Belgium (Brussels Morning Newspaper) The European Union is trapped by its own rhetoric. Its money and mouth are not on the same page, to mix my metaphors. It has yet to make up its mind whether it is mostly an economic union or a purveyor and custodian of values such as the rule of law and human rights.
As it veers towards the latter, the august body has a tendency to issue idle and laughable threats against its own errant members. It is a bad policy. Carrying a big gun is half the trick – using it from time to time is indispensable.
The latest – fourth-annual rule of law report spared no one, not even Germany. But, not for the first time, it singled out Hungary and Poland for censure. The European Commission will withhold budget funds to penalize both. Again, this is not unprecedented.
Poland is an egregious case, verging on authoritarianism. Last month, the European Court of Justice ruled that the country’s judicial “reform” should be repealed.
In the banana republic that this country had become, the Minister of Justice is also the Attorney General. Judges are dismissed if they don’t toe the line. The supreme court of the land ignores ECJ rulings. Poland paid 360 million euros in fines in the past 3 years for this particular infarction.
Polish judges who invoke EU jurisprudence are reprimanded and disciplined. A newly founded administrative commission can exclude opposition politicians from public office. The media is anything but independent.
In the understatement of this new century, the report concludes that “serious concerns persist related to the independence of the Polish judiciary.”
The right-wing obscurantist and populist Law and Justice (PiS) party is campaigning in the September general elections. Euroskepticism or even EU enmity are vote grabbers. Poland’s Justice Minister, a far-right stalwart, castigated the ECJ as politicized.
Why is Poland still a member of the EU in the wake of several identical condemning reports? Why isn’t it at the very least suspended? Because other members – including recently Slovenia and now Hungary – resemble it too inconveniently. The EU is no longer either liberal or democratic: it is merely cynical, deceptive, and delusional.
The report’s scorecard for Hungary is an instance of such hypocrisy. This polity’s parliament passed legislation to placate the EU, vowing to bring the hopelessly decrepit and corrupt judiciary up to EU standards.
The Commission rejoiced in a self-congratulatory bout:
“The new rules on the Supreme Court will contribute to the transparency of its functioning and will decrease the possibility of political interference.”
Alas, it conveniently forgot to mention the rampant corruption in the nexus between politics and law in Hungary. Not to mention the brutal emasculation of the other critical watchdog: the media.

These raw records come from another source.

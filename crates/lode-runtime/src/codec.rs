//! Struct serialization.
//!
//! The built-in codec is JSON. Stringify reads every field through the
//! validating accessor, strips boxes and writes the wire-keyed object. Parse
//! decodes the text, re-boxes host values under their inferred types (object
//! as `Mapping<any>`, array as `Slice<any>`, integral numbers as `Integer`,
//! other numbers as `Float`), fills defaults and validates the whole value
//! before returning.
//!
//! Pluggable codecs see the same wire-keyed, unboxed dictionary.

use std::rc::Rc;

use lode_common_core::PrimitiveKind;
use serde_json::{Map as JsonMap, Number, Value as Json};

use crate::boxing::{box_as, to_host};
use crate::error::{RuntimeError, RuntimeResult};
use crate::objects::Instance;
use crate::registry::{TypeHandle, TypeRegistry};
use crate::runtime::Runtime;
use crate::sched::{Maybe, Promise};
use crate::value::{Dict, Value};

/// A wire format for struct values.
pub trait Codec {
    fn name(&self) -> &str;

    /// The built-in JSON codec; callers may take the synchronous fast path.
    fn is_builtin_json(&self) -> bool {
        false
    }

    /// Encode a wire-keyed dictionary. Resolves with a string.
    fn stringify(&self, rt: &Runtime, mapping: &Value) -> Promise;

    /// Decode text into a wire-keyed dictionary.
    fn parse(&self, rt: &Runtime, text: &str) -> Promise;
}

#[derive(Debug, Clone, Copy, Default)]
pub struct JsonCodec;

impl Codec for JsonCodec {
    fn name(&self) -> &str {
        "json"
    }

    fn is_builtin_json(&self) -> bool {
        true
    }

    fn stringify(&self, rt: &Runtime, mapping: &Value) -> Promise {
        let text = encode_json(rt.types(), mapping, rt.config().serde.max_depth)
            .and_then(|json| Ok(serde_json::to_string(&json)?));
        Promise::from_result(rt.scheduler(), text.map(Value::from))
    }

    fn parse(&self, rt: &Runtime, text: &str) -> Promise {
        let decoded = serde_json::from_str::<Json>(text)
            .map_err(RuntimeError::from)
            .and_then(|json| decode_json(rt.types(), json, rt.config().serde.max_depth));
        Promise::from_result(rt.scheduler(), decoded)
    }
}

// =============================================================================
// Visitors
// =============================================================================

/// Host value to JSON. Boxes are stripped; instances are written by wire
/// name, the same way [`wire_dict`] reads them.
pub fn encode_json(types: &TypeRegistry, value: &Value, max_depth: usize) -> RuntimeResult<Json> {
    encode_at(types, value, 0, max_depth)
}

fn encode_at(types: &TypeRegistry, value: &Value, depth: usize, max_depth: usize) -> RuntimeResult<Json> {
    if depth > max_depth {
        return Err(RuntimeError::Serialization(
            "max depth exceeded (possible cycle)".to_string(),
        ));
    }
    Ok(match value.unboxed() {
        Value::Null => Json::Null,
        Value::Bool(b) => Json::Bool(*b),
        Value::Int(i) => Json::from(*i),
        Value::Float(f) => Number::from_f64(*f).map(Json::Number).ok_or_else(|| {
            RuntimeError::Serialization(format!("cannot encode non-finite float {}", f))
        })?,
        Value::Str(s) => Json::String(s.to_string()),
        Value::List(items) => Json::Array(
            items
                .borrow()
                .iter()
                .map(|v| encode_at(types, v, depth + 1, max_depth))
                .collect::<RuntimeResult<Vec<_>>>()?,
        ),
        Value::Map(dict) => encode_object(types, &dict.borrow(), depth, max_depth)?,
        Value::Instance(_) => encode_at(types, &to_host(types, value)?, depth, max_depth)?,
        Value::Boxed(_) => Json::Null,
    })
}

fn encode_object(types: &TypeRegistry, dict: &Dict, depth: usize, max_depth: usize) -> RuntimeResult<Json> {
    let mut obj = JsonMap::with_capacity(dict.len());
    for (k, v) in dict {
        obj.insert(k.clone(), encode_at(types, v, depth + 1, max_depth)?);
    }
    Ok(Json::Object(obj))
}

/// JSON to host values, boxed under their inferred types.
pub fn decode_json(types: &TypeRegistry, json: Json, max_depth: usize) -> RuntimeResult<Value> {
    decode_at(types, json, 0, max_depth)
}

fn decode_at(types: &TypeRegistry, json: Json, depth: usize, max_depth: usize) -> RuntimeResult<Value> {
    if depth > max_depth {
        return Err(RuntimeError::Serialization("max depth exceeded".to_string()));
    }
    let (raw, kind) = match json {
        Json::Null => return Ok(Value::Null),
        Json::Bool(b) => (Value::Bool(b), PrimitiveKind::Bool),
        Json::Number(n) => decode_number(&n)?,
        Json::String(s) => (Value::from(s), PrimitiveKind::String),
        Json::Array(items) => {
            let items = items
                .into_iter()
                .map(|v| decode_at(types, v, depth + 1, max_depth))
                .collect::<RuntimeResult<Vec<_>>>()?;
            (Value::list(items), PrimitiveKind::List)
        }
        Json::Object(obj) => {
            let mut dict = Dict::with_capacity(obj.len());
            for (k, v) in obj {
                dict.insert(k, decode_at(types, v, depth + 1, max_depth)?);
            }
            (Value::map(dict), PrimitiveKind::Map)
        }
    };
    box_as(types, raw, &types.primitive(kind))
}

/// Numbers without a fractional part decode as integers.
fn decode_number(n: &Number) -> RuntimeResult<(Value, PrimitiveKind)> {
    if let Some(i) = n.as_i64() {
        return Ok((Value::Int(i), PrimitiveKind::Int));
    }
    let f = n
        .as_f64()
        .ok_or_else(|| RuntimeError::Serialization(format!("unrepresentable number {}", n)))?;
    if f.fract() == 0.0 && f >= i64::MIN as f64 && f <= i64::MAX as f64 {
        Ok((Value::Int(f as i64), PrimitiveKind::Int))
    } else {
        Ok((Value::Float(f), PrimitiveKind::Float))
    }
}

// =============================================================================
// Struct entry points
// =============================================================================

/// Wire-keyed, fully unboxed dictionary of an instance, read through the
/// validating accessors.
pub fn wire_dict(rt: &Runtime, inst: &Instance) -> RuntimeResult<Value> {
    to_host(rt.types(), &Value::Instance(inst.clone()))
}

/// Built-in JSON fast path; also the struct `String()` member.
pub fn stringify_json(rt: &Runtime, inst: &Instance) -> RuntimeResult<String> {
    let dict = wire_dict(rt, inst)?;
    let json = encode_json(rt.types(), &dict, rt.config().serde.max_depth)?;
    Ok(serde_json::to_string(&json)?)
}

/// Built-in JSON fast path for `Parse`.
pub fn parse_json(rt: &Runtime, text: &str, ty: &TypeHandle) -> RuntimeResult<Instance> {
    let json: Json = serde_json::from_str(text)?;
    if !json.is_object() {
        return Err(RuntimeError::Serialization(format!(
            "expected a JSON object for `{}`",
            ty.name()
        )));
    }
    let decoded = decode_json(rt.types(), json, rt.config().serde.max_depth)?;
    finish_parse(rt, decoded, ty)
}

/// Turn a decoded dictionary into an instance of `ty`: fill defaults, then
/// validate every field, nested structs included.
fn finish_parse(rt: &Runtime, decoded: Value, ty: &TypeHandle) -> RuntimeResult<Instance> {
    let inst = match decoded.unboxed() {
        Value::Map(dict) => Instance::wrap(ty.clone(), dict.clone(), false),
        Value::Instance(inst) if Rc::ptr_eq(inst.ty(), ty) => return Ok(inst.clone()),
        other => {
            return Err(RuntimeError::Serialization(format!(
                "cannot decode `{}` from {}",
                ty.name(),
                other.repr().name()
            )))
        }
    };
    inst.init_defaults();
    inst.validate_all(rt.types(), true, rt.config().serde.max_depth)?;
    Ok(inst)
}

/// `Stringify(instance, codec)`. Resolves with the encoded string.
pub fn stringify(rt: &Runtime, inst: &Instance, codec: Option<&dyn Codec>) -> Promise {
    match codec {
        Some(codec) if !codec.is_builtin_json() => match wire_dict(rt, inst) {
            Ok(dict) => codec.stringify(rt, &dict),
            Err(e) => Promise::rejected(rt.scheduler(), e),
        },
        _ => Promise::from_result(rt.scheduler(), stringify_json(rt, inst).map(Value::from)),
    }
}

/// `Parse(text, codec, type)`. Resolves with the parsed instance.
pub fn parse(rt: &Runtime, text: &str, ty: &TypeHandle, codec: Option<&dyn Codec>) -> Promise {
    match codec {
        Some(codec) if !codec.is_builtin_json() => {
            let (rt2, ty) = (rt.clone(), ty.clone());
            codec.parse(rt, text).then(move |decoded| {
                let inst = finish_parse(&rt2, decoded, &ty)?;
                Ok(Maybe::Ready(Value::Instance(inst)))
            })
        }
        _ => Promise::from_result(
            rt.scheduler(),
            parse_json(rt, text, ty).map(Value::Instance),
        ),
    }
}
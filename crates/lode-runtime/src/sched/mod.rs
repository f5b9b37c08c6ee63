//! Cooperative scheduling: job queue, promises and continuations.

mod continuation;
mod promise;
mod scheduler;

pub use continuation::{Continuation, Frame, Step};
pub use promise::{Maybe, Promise, Resolver, Settlement};
pub use scheduler::{EventSource, Job, Scheduler};
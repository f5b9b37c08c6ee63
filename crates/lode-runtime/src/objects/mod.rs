//! Heap objects with declared fields.

mod instance;

pub use instance::Instance;
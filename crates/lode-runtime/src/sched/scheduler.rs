//! Cooperative job queue.
//!
//! Jobs run strictly in FIFO order on the owning thread. External event
//! sources (worker transports) are pumped when the queue drains, so their
//! deliveries are ordered after every job already queued.

use std::cell::{Cell, RefCell};
use std::collections::VecDeque;
use std::rc::{Rc, Weak};

use crate::error::{RuntimeError, RuntimeResult};
use crate::value::Value;

use super::promise::Promise;

pub type Job = Box<dyn FnOnce()>;

/// Something outside the job queue that can produce work, e.g. a channel
/// carrying worker responses.
pub trait EventSource {
    /// True while the source still expects inbound events.
    fn has_pending(&self) -> bool;

    /// Deliver available events, scheduling their effects as jobs. With
    /// `block` set, wait until at least one event arrives or the source
    /// closes. Returns the number of events delivered.
    fn pump(&self, block: bool) -> RuntimeResult<usize>;
}

struct SchedulerInner {
    queue: RefCell<VecDeque<Job>>,
    sources: RefCell<Vec<Weak<dyn EventSource>>>,
    executed: Cell<u64>,
    next_id: Cell<u64>,
    max_jobs_per_run: Option<usize>,
}

#[derive(Clone)]
pub struct Scheduler(Rc<SchedulerInner>);

impl Scheduler {
    pub fn new(max_jobs_per_run: Option<usize>) -> Self {
        Scheduler(Rc::new(SchedulerInner {
            queue: RefCell::new(VecDeque::new()),
            sources: RefCell::new(Vec::new()),
            executed: Cell::new(0),
            next_id: Cell::new(1),
            max_jobs_per_run,
        }))
    }

    /// Queue `job` for the next tick.
    pub fn defer(&self, job: impl FnOnce() + 'static) {
        self.0.queue.borrow_mut().push_back(Box::new(job));
    }

    #[inline]
    pub fn pending_jobs(&self) -> usize {
        self.0.queue.borrow().len()
    }

    /// Total jobs executed since creation.
    pub fn executed(&self) -> u64 {
        self.0.executed.get()
    }

    pub(crate) fn next_id(&self) -> u64 {
        let id = self.0.next_id.get();
        self.0.next_id.set(id + 1);
        id
    }

    /// Run one queued job. Returns false if the queue was empty.
    pub fn run_once(&self) -> bool {
        // The borrow ends before the job runs; jobs may defer more jobs.
        let job = self.0.queue.borrow_mut().pop_front();
        match job {
            Some(job) => {
                let n = self.0.executed.get() + 1;
                self.0.executed.set(n);
                tracing::trace!(job = n, "run job");
                job();
                true
            }
            None => false,
        }
    }

    pub fn add_source(&self, source: Weak<dyn EventSource>) {
        self.0.sources.borrow_mut().push(source);
    }

    fn live_sources(&self) -> Vec<Rc<dyn EventSource>> {
        let mut sources = self.0.sources.borrow_mut();
        sources.retain(|s| s.strong_count() > 0);
        sources.iter().filter_map(|s| s.upgrade()).collect()
    }

    fn pump_sources(&self, block: bool) -> RuntimeResult<usize> {
        let mut delivered = 0;
        for source in self.live_sources() {
            if source.has_pending() {
                delivered += source.pump(block)?;
                if block && delivered > 0 {
                    break;
                }
            }
        }
        Ok(delivered)
    }

    /// Run jobs until the queue is empty and no source has anything ready.
    /// Never blocks. Returns the number of jobs executed.
    pub fn run_until_idle(&self) -> RuntimeResult<usize> {
        let mut ran = 0usize;
        loop {
            while self.run_once() {
                ran += 1;
                if let Some(max) = self.0.max_jobs_per_run {
                    if ran >= max && self.pending_jobs() > 0 {
                        return Err(RuntimeError::invalid_state(format!(
                            "job limit of {} reached with {} jobs queued",
                            max,
                            self.pending_jobs()
                        )));
                    }
                }
            }
            if self.pump_sources(false)? == 0 && self.pending_jobs() == 0 {
                return Ok(ran);
            }
        }
    }

    /// Drive the loop until `promise` settles and return its settlement.
    ///
    /// Blocks on event sources only when no job is runnable. Fails with
    /// `InvalidState` if nothing can make progress while the promise is still
    /// pending.
    pub fn block_on(&self, promise: &Promise) -> RuntimeResult<Value> {
        loop {
            if let Some(settled) = promise.settlement() {
                return settled;
            }
            if self.run_once() {
                continue;
            }
            if self.pump_sources(false)? > 0 {
                continue;
            }
            let waiting = self.live_sources().into_iter().any(|s| s.has_pending());
            if waiting && self.pump_sources(true)? > 0 {
                continue;
            }
            if self.pending_jobs() > 0 {
                continue;
            }
            if let Some(settled) = promise.settlement() {
                return settled;
            }
            return Err(RuntimeError::invalid_state(format!(
                "scheduler idle with promise #{} unsettled",
                promise.id()
            )));
        }
    }
}

impl Default for Scheduler {
    fn default() -> Self {
        Self::new(None)
    }
}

Hungary has been hitherto denied c. 12 billion euros in funds to no avail. No amount of money withheld will buy these members probity and healthy governance. Hungary is even blocking EU legislation in extortionate retaliation.
There is only one way to go about it: the EU needs to suspend members who hanker after Moscow and Beijing more than they care to imitate Brussels and Berlin.
The EU is the reification of philosophy, the reincarnation of an ideology of liberal democracy at its fairest and best. Countries like Hungary and Poland taint and compromise this vision. They have no more claim to the EU than Turkey does. They should go their separate ways. They have no place in the EU.